More and more I hear of prominent engineers moving out of the Bay Area (Steve
Klabnik is the most recent that comes to mind). I think that in ~5 years, the
perfect storm of municipal disfunction (aging and already shitty public
transit, insane rent and minimal new construction, strong lack of diversity)
will cause San Francisco to quickly become much less attractive for companies
and employees.

------
basyt
> “The broader mindset here is not just code,” said Bill Gross, the well-known
> serial entrepreneur and founder of an incubator called Idealab. “We have
> engineers with taste.”

Shots fired.

------
gdilla
LA is awesome and I'm so happy to see this happening. There is a public school
quality issue but if you're single or without kids, it's a great place to be.
The tradeoff is good schools are either private or long commutes away from the
Silicon Beach areas (west SF valley, Chatsworth, Calabasas, Thousand Oaks,
Pallos Verdes etc).

In LA, they call Hollywood simply "The Industry". A lot of people I met did
get burned out by 30 because of pecking order that is the industry. You can
work your butt off and never grow in your career, then you realize you're
still renting with roommates at 30+. It can get tough. I saw a lot of friends
just leave for cheaper housing and more conventional jobs.

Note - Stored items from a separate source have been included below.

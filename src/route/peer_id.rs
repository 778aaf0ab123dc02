/* This file is part of DarkFi (https://dark.fi)
 *
 * Copyright (C) 2020-2025 Dyne.org foundation
 *
 * This program is free software: you can redistribute it and/or modify
 * it under the terms of the GNU Affero General Public License as
 * published by the Free Software Foundation, either version 3 of the
 * License, or (at your option) any later version.
 *
 * This program is distributed in the hope that it will be useful,
 * but WITHOUT ANY WARRANTY; without even the implied warranty of
 * MERCHANTABILITY or FITNESS FOR A PARTICULAR PURPOSE.  See the
 * GNU Affero General Public License for more details.
 *
 * You should have received a copy of the GNU Affero General Public License
 * along with this program.  If not, see <https://www.gnu.org/licenses/>.
 */

use std::{fmt, str::FromStr};

use darkfi_serial::{SerialDecodable, SerialEncodable};
use rand::{rngs::OsRng, RngCore};

use crate::{Error, Result};

/// Identifier of a peer taking part in the overlay.
///
/// Peer ids are immutable value types. They are rendered and parsed as
/// base58 strings.
#[derive(Clone, Copy, PartialEq, Eq, Hash, PartialOrd, Ord, SerialEncodable, SerialDecodable)]
pub struct PeerId(pub [u8; 32]);

impl PeerId {
    /// Create a peer id from raw bytes.
    pub fn new(bytes: [u8; 32]) -> Self {
        Self(bytes)
    }

    /// Derive a peer id from arbitrary data by hashing it with BLAKE3.
    pub fn derive(data: &[u8]) -> Self {
        Self(*blake3::hash(data).as_bytes())
    }

    /// Generate a random peer id.
    pub fn random() -> Self {
        let mut bytes = [0u8; 32];
        OsRng.fill_bytes(&mut bytes);
        Self(bytes)
    }

    pub fn as_bytes(&self) -> &[u8; 32] {
        &self.0
    }
}

impl fmt::Display for PeerId {
    fn fmt(&self, f: &mut fmt::Formatter) -> fmt::Result {
        write!(f, "{}", bs58::encode(self.0).into_string())
    }
}

impl fmt::Debug for PeerId {
    fn fmt(&self, f: &mut fmt::Formatter) -> fmt::Result {
        write!(f, "PeerId({})", self)
    }
}

impl FromStr for PeerId {
    type Err = Error;

    fn from_str(s: &str) -> Result<Self> {
        let bytes = match bs58::decode(s.trim()).into_vec() {
            Ok(v) => v,
            Err(_) => return Err(Error::PeerIdFromStr),
        };

        let bytes: [u8; 32] = match bytes.try_into() {
            Ok(v) => v,
            Err(_) => return Err(Error::PeerIdFromStr),
        };

        Ok(Self(bytes))
    }
}

/// Stable identity of a route, derived from its destination peer id.
#[derive(Clone, Copy, Debug, PartialEq, Eq, Hash)]
pub struct RouteId(pub blake3::Hash);

impl RouteId {
    const DOMAIN: &'static [u8] = b"darkroute:route";

    pub(super) fn from_destination(pid: &PeerId) -> Self {
        let mut hasher = blake3::Hasher::new();
        hasher.update(Self::DOMAIN);
        hasher.update(pid.as_bytes());
        Self(hasher.finalize())
    }
}

impl fmt::Display for RouteId {
    fn fmt(&self, f: &mut fmt::Formatter) -> fmt::Result {
        write!(f, "{}", bs58::encode(self.0.as_bytes()).into_string())
    }
}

Hollywood does abuse it's tech employees (and most of it's other employees).
But even non actors have stars in their eyes and take the abuse to say they
worked on XYZ movie. And so the cycle continues, lots of ambitious young
people enter the Industry while the burnouts throw in the towel. And the
employers get away with it.

------
BigChiefSmokem
Here is a secret I will tell only to my HN buddies: for the right person, the
studios have the money to beat most Silicon Valley giants and can definitely
wipe the floor with whatever the Santa Monica startups will offer. The key is
you have to love "the biz". This is LA, after all =)

Source: I'm a senior software architect at a very major Hollywood studio.
Microsoft once offered me a nice salary, but the studio beat them by $20,000.

I love LA.

------
calinet6
I'd love to see a similar little in-depth profile of all the various emerging
tech hubs around the country and world. Boston in particular, followed by NYC.
I see many parallels.

------
hmsimha
> Americans watch 5.3 hours of television a day, and they read for less than a
> half hour,”

[citation needed]

Honestly this probably isn't terribly far off, but I have a very hard time
believing Americans read less than half an hour a day (unless you're strictly
counting non-digitized reading, which is a useless figure anyway because many
people read all of their non-web content on e-readers now)

I googled around and couldn't find a source either.

------
egypturnash
Ah, LA. How I miss you.

I don't miss the scalding desert summers when I had a job way behind the
Orange Curtain. But oh, to live near the beach and have beautiful sunny days
in the middle of December.

------
raihan
I have yet to find good tech job listings in the LA area. Anyone have leads?